What ‘Pretty Little Liars’ Understands About Female Friendship
I have a shameless weakness for high school television dramas. Since well before I was a high schooler, I was hooked on shows like Dawson’s Creek and Popular, patch working together what high school would be like based on primetime. On nearly all of the shows I watched, high school seemed pretty similar: Everyone was good looking, schoolwork played second string to socializing, and the most important relationships were romantic. Today, nearly nine years out of high school, my TV preferences haven’t matured and (for the most part) neither has primetime high school. Pretty Little Liars – the popular high school drama du jour – fits the mold pretty perfectly. Gossip is currency, beauty rules, and school is hardly more than a social backdrop. Where Rosewood High School stands apart from other TV high school is in the way it deals with character relationships. Rather than building the show’s drama around the predictable choices of romance and girl fights, Pretty Little Liars is built around something criminally undervalued in TV high school: female friendships.

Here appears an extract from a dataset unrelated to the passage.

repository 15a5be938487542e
mod connection;
mod migrations;
mod queries;

pub use connection::Database;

For the unindoctrinated among you, Pretty Little Liars focuses on four teenage friends – Aria, Hannah, Spencer and Emily – as they work to solve the mystery of who murdered their best friend, Allison, and why, directly after her apparent death, they begin receiving menacing and untraceable texts and messages from someone only identifying themselves as “A” – is it Allison? “A” knows things about the girls that only Allison knew: Aria’s father had an affair, Hannah shoplifts, Spencer hooked up with her sister’s boyfriend and Emily is gay. In episode after episode, “A” uses these secrets as blackmail while steering the girls through an endless maze to find Allison’s supposed killer. Their hope is that finding “A” will mean discovering the murderer. Four seasons and countless clues later, “A” is still a mystery and the girls have shared enough secrets and harrowing moments to unite them for TV life. That bond between the four female leads is the show’s driving core.

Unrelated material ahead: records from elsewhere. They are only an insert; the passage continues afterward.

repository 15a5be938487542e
use super::category::GarmentCategory;
use chrono::{DateTime, Utc};
use serde::{Deserialize, Serialize};

/// Warmth level assumed when an item carries none
pub const NEUTRAL_WARMTH: u8 = 3;

#[derive(Debug, Clone, Copy, Default, PartialEq, Eq, Serialize, Deserialize)]
#[serde(rename_all = "lowercase")]
pub enum Thickness {
    Thick,
    #[default]
    Normal,
    Thin,
}

impl Thickness {
    pub fn as_str(&self) -> &'static str {
        match self {
            Thickness::Thick => "thick",
            Thickness::Normal => "normal",
            Thickness::Thin => "thin",
        }
    }

    pub fn from_str(s: &str) -> Option<Self> {
        match s.to_lowercase().as_str() {
            "thick" => Some(Thickness::Thick),
            "normal" => Some(Thickness::Normal),
            "thin" => Some(Thickness::Thin),
            _ => None,
        }
    }
}

impl std::fmt::Display for Thickness {
    fn fmt(&self, f: &mut std::fmt::Formatter<'_>) -> std::fmt::Result {
        write!(f, "{}", self.as_str())
    }
}

#[derive(Debug, Clone, Copy, Default, PartialEq, Eq, Serialize, Deserialize)]
#[serde(rename_all = "lowercase")]
pub enum Weight {
    Heavy,
    #[default]
    Normal,
    Light,
}

impl Weight {
    pub fn as_str(&self) -> &'static str {
        match self {
            Weight::Heavy => "heavy",
            Weight::Normal => "normal",
            Weight::Light => "light",
        }
    }

    pub fn from_str(s: &str) -> Option<Self> {
        match s.to_lowercase().as_str() {
            "heavy" => Some(Weight::Heavy),
            "normal" => Some(Weight::Normal),
            "light" => Some(Weight::Light),
            _ => None,
        }
    }
}

impl std::fmt::Display for Weight {
    fn fmt(&self, f: &mut std::fmt::Formatter<'_>) -> std::fmt::Result {
        write!(f, "{}", self.as_str())
    }
}

/// How the garment behaves in wind.
///
/// The labels are historical and read backwards: `Bad` means the fabric lets
/// no wind through (good on a gusty day), `Good` means it breathes freely.
#[derive(Debug, Clone, Copy, Default, PartialEq, Eq, Serialize, Deserialize)]
#[serde(rename_all = "lowercase")]
pub enum WindResistance {
    Bad,
    #[default]
    Normal,
    Good,
}

impl WindResistance {
    pub fn as_str(&self) -> &'static str {
        match self {
            WindResistance::Bad => "bad",
            WindResistance::Normal => "normal",
            WindResistance::Good => "good",
        }
    }

    pub fn from_str(s: &str) -> Option<Self> {
        match s.to_lowercase().as_str() {
            "bad" | "windproof" => Some(WindResistance::Bad),
            "normal" => Some(WindResistance::Normal),
            "good" | "breathable" => Some(WindResistance::Good),
            _ => None,
        }
    }
}

impl std::fmt::Display for WindResistance {
    fn fmt(&self, f: &mut std::fmt::Formatter<'_>) -> std::fmt::Result {
        write!(f, "{}", self.as_str())
    }
}

#[derive(Debug, Clone, PartialEq, Serialize, Deserialize)]
pub struct WardrobeItem {
    pub id: String,
    pub category_id: u8,
    pub name: String,
    #[serde(default)]
    pub thickness: Thickness,
    #[serde(default)]
    pub weight: Weight,
    #[serde(default)]
    pub wind_resistance: WindResistance,
    #[serde(default)]
    pub color: String,
    #[serde(default, skip_serializing_if = "Option::is_none")]
    pub image: Option<String>,
    /// 1 (barely warm) to 5 (very warm)
    #[serde(default, skip_serializing_if = "Option::is_none")]
    pub warmth: Option<u8>,
    #[serde(default)]
    pub has_hood: bool,
    pub created_at: DateTime<Utc>,
}

impl WardrobeItem {
    /// New item with neutral attributes. An empty name falls back to the
    /// category's display name.
    pub fn new(id: impl Into<String>, category_id: u8, name: impl Into<String>) -> Self {
        let name = name.into();
        let name = if name.trim().is_empty() {
            GarmentCategory::lookup(category_id)
                .map(|c| c.name.to_string())
                .unwrap_or_else(|| "Outer".to_string())
        } else {
            name
        };

        Self {
            id: id.into(),
            category_id,
            name,
            thickness: Thickness::Normal,
            weight: Weight::Normal,
            wind_resistance: WindResistance::Normal,
            color: "#000000".to_string(),
            image: None,
            warmth: None,
            has_hood: false,
            created_at: Utc::now(),
        }
    }

    pub fn with_thickness(mut self, thickness: Thickness) -> Self {
        self.thickness = thickness;
        self
    }

    pub fn with_weight(mut self, weight: Weight) -> Self {
        self.weight = weight;
        self
    }

    pub fn with_wind_resistance(mut self, wind_resistance: WindResistance) -> Self {
        self.wind_resistance = wind_resistance;
        self
    }

    pub fn with_color(mut self, color: impl Into<String>) -> Self {
        self.color = color.into();
        self
    }

    pub fn with_image(mut self, image: impl Into<String>) -> Self {
        self.image = Some(image.into());
        self
    }

    pub fn with_warmth(mut self, warmth: u8) -> Self {
        self.warmth = Some(warmth.clamp(1, 5));
        self
    }

    pub fn with_hood(mut self, has_hood: bool) -> Self {
        self.has_hood = has_hood;
        self
    }

    pub fn category(&self) -> Option<&'static GarmentCategory> {
        GarmentCategory::lookup(self.category_id)
    }

    pub fn category_name(&self) -> &'static str {
        self.category().map(|c| c.name).unwrap_or("Unknown")
    }
}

The four characters that make up the Liars are by no means entirely original. Television and books like the dynamic that four women create (think Sex and the City, The Sisterhood of the Traveling Pants, Girls or the original Babysitters Club). But while their molds are admittedly familiar (the girly girl, the free spirit, the tomboy, the brain), and the show’s stakes soap-opera scale unrealistic, their relationships are decidedly nuanced. They are drawn with the cliquish sheen of traditional mean girls, but are portrayed as far more complicated than just pretty, little, liars. To its extreme credit, the show understands the fickle way in which teen girls interact with the world and the girls channel that confusing but familiar dynamic. They are often kind, fiercely loyal, rash sometimes, thoughtful at others and clearly very deeply committed to one another. Their quirks and patterns are more similar to the obsessive and insular way teenage girls interact with friends in real life, than to the catty chatter that dominates other teen shows. Like girls in real life, they also fall prey to groupthink and snap judgments, communally coming to opinions about other people (Mrs. D is suspicious, Shawna isn’t trustworthy) and relying on one another to make decisions as simple as what to wear and as serious as what to say to the police.
Unlike other teen TV queens the girls’ conversations do not revolve around guys. Sure, they talk about relationships sometimes, but their’s it not a bond driven by boy talk. Each Liar has some form of an on-again-off-again romance, but the romance always takes a back seat to the friendship. The structure of the show treats the male characters with the same distance, letting episodes go by with no screen time for the significant others. Also notable for TV high school, the Liars have never gone after the same guy.
In the world of TV teen dramas the Liars friendship stands out as disappointingly rare. In high school TV, the female friends are usually competitive frenemies or used-to-be-friends still trying to make it work. On Dawson’s Creek, for example, Joey and Jen tolerated one another, but just barely. Marissa and Summer on The OC set the tone for their friendship in the series premiere when Summer left a passed out Marissa on her doorstep. Similar frenemy duos populate the TV high school board – Gossip Girl’s Blaire and Serena, 90210’s Brenda and Kelly. A mention worthy standout are Rayanne and Angela on My So Called Life – though it’s been 20 year since that show was on television.
This is not to say that TV is lacking in strong female characters right now, merely strong female friendships. Girls certainly capitalizes on the friendship between the four leads but that dynamic is more often about the dissolution and forced preservation of friendships than the formation of them. Look to shows with older strong female characters, like Scandal, Orange is the New Black, Game of Thrones or House of Cards, and female friendships are replaced by either professions or marriage – much like what sadly happens in real grown up life.
Pretty Little Liars is by no means a perfect show. Characters come and go with little to no explanation and “A” has been teased so many times that at points it’s hard to keep caring. But the show is filling a void and painting a picture of friendship that we too seldom see. These are girls are portrayed within the dynamic of their friend group, and the enormous popularity of the show with viewers proves that this bond is doing something right. This is high school after all. Popularity counts.